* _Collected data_
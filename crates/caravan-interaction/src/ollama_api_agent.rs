//! OllamaApiAgent - Direct REST API implementation for a local Ollama server.
//!
//! This agent calls Ollama's chat endpoint directly, with no streaming.
//! Configuration comes from environment variables with local defaults.

use async_trait::async_trait;
use reqwest::{Client, StatusCode};
use serde::{Deserialize, Serialize};
use std::env;
use tracing::debug;

use caravan_core::agent::ChatBackend;
use caravan_core::error::{CaravanError, Result};

const DEFAULT_BASE_URL: &str = "http://localhost:11434";
const DEFAULT_MODEL: &str = "llama3.2:3b";
const CHAT_PATH: &str = "/api/chat";

/// Chat backend that talks to a local Ollama server over HTTP.
#[derive(Clone)]
pub struct OllamaApiAgent {
    client: Client,
    base_url: String,
    model: String,
}

impl OllamaApiAgent {
    /// Creates a new agent for the given server address and model.
    pub fn new(base_url: impl Into<String>, model: impl Into<String>) -> Self {
        let base_url = base_url.into().trim_end_matches('/').to_string();
        Self {
            client: Client::new(),
            base_url,
            model: model.into(),
        }
    }

    /// Builds the agent from environment variables.
    ///
    /// `OLLAMA_BASE_URL` defaults to `http://localhost:11434` and
    /// `OLLAMA_MODEL_NAME` to `llama3.2:3b`.
    pub fn from_env() -> Self {
        let base_url = env::var("OLLAMA_BASE_URL").unwrap_or_else(|_| DEFAULT_BASE_URL.into());
        let model = env::var("OLLAMA_MODEL_NAME").unwrap_or_else(|_| DEFAULT_MODEL.into());
        Self::new(base_url, model)
    }

    /// Overrides the model after construction.
    pub fn with_model(mut self, model: impl Into<String>) -> Self {
        self.model = model.into();
        self
    }

    /// The server address this agent talks to.
    pub fn base_url(&self) -> &str {
        &self.base_url
    }

    /// The model requested for completions.
    pub fn model(&self) -> &str {
        &self.model
    }

    async fn send_request(&self, body: &ChatRequest) -> Result<String> {
        let url = format!("{}{}", self.base_url, CHAT_PATH);
        debug!(url = %url, model = %self.model, "sending chat request");

        let response = self
            .client
            .post(&url)
            .json(body)
            .send()
            .await
            .map_err(|err| {
                CaravanError::backend(None, format!("Ollama chat request failed: {err}"))
            })?;

        if !response.status().is_success() {
            let status = response.status();
            let body_text = response
                .text()
                .await
                .unwrap_or_else(|_| "Failed to read Ollama error body".to_string());
            return Err(map_http_error(status, body_text));
        }

        let text = response.text().await.map_err(|err| {
            CaravanError::backend(None, format!("Failed to read Ollama response: {err}"))
        })?;
        let parsed: ChatResponse = serde_json::from_str(&text)?;

        extract_message_content(parsed)
    }
}

#[async_trait]
impl ChatBackend for OllamaApiAgent {
    /// Checks that the Ollama server answers at its base URL.
    ///
    /// Any connection failure or non-success status is an `Unreachable`
    /// error; callers treat that as fatal before any agent work starts.
    async fn probe(&self) -> Result<()> {
        debug!(url = %self.base_url, "probing Ollama server");

        let response = self
            .client
            .get(&self.base_url)
            .send()
            .await
            .map_err(|err| CaravanError::unreachable(&self.base_url, err.to_string()))?;

        let status = response.status();
        if !status.is_success() {
            return Err(CaravanError::unreachable(
                &self.base_url,
                format!("server responded with status {status}"),
            ));
        }
        Ok(())
    }

    async fn chat_complete(&self, prompt: &str) -> Result<String> {
        let request = ChatRequest {
            model: self.model.clone(),
            messages: vec![ChatMessage {
                role: "user".to_string(),
                content: prompt.to_string(),
            }],
            stream: false,
        };

        self.send_request(&request).await
    }
}

impl Default for OllamaApiAgent {
    fn default() -> Self {
        Self::new(DEFAULT_BASE_URL, DEFAULT_MODEL)
    }
}

#[derive(Serialize)]
struct ChatRequest {
    model: String,
    messages: Vec<ChatMessage>,
    stream: bool,
}

#[derive(Serialize)]
struct ChatMessage {
    role: String,
    content: String,
}

#[derive(Deserialize)]
struct ChatResponse {
    message: Option<ResponseMessage>,
}

#[derive(Deserialize)]
struct ResponseMessage {
    content: Option<String>,
}

#[derive(Deserialize)]
struct ErrorResponse {
    error: String,
}

fn extract_message_content(response: ChatResponse) -> Result<String> {
    response
        .message
        .and_then(|message| message.content)
        .ok_or_else(|| {
            CaravanError::backend(None, "Ollama API returned no content in the response")
        })
}

fn map_http_error(status: StatusCode, body: String) -> CaravanError {
    let message = serde_json::from_str::<ErrorResponse>(&body)
        .map(|wrapper| wrapper.error)
        .unwrap_or_else(|_| body.clone());

    CaravanError::backend(Some(status.as_u16()), message)
}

* _Task objective_
Report how many lines above contain the string "debug". Please write the number only.

* _Solution for this task_
3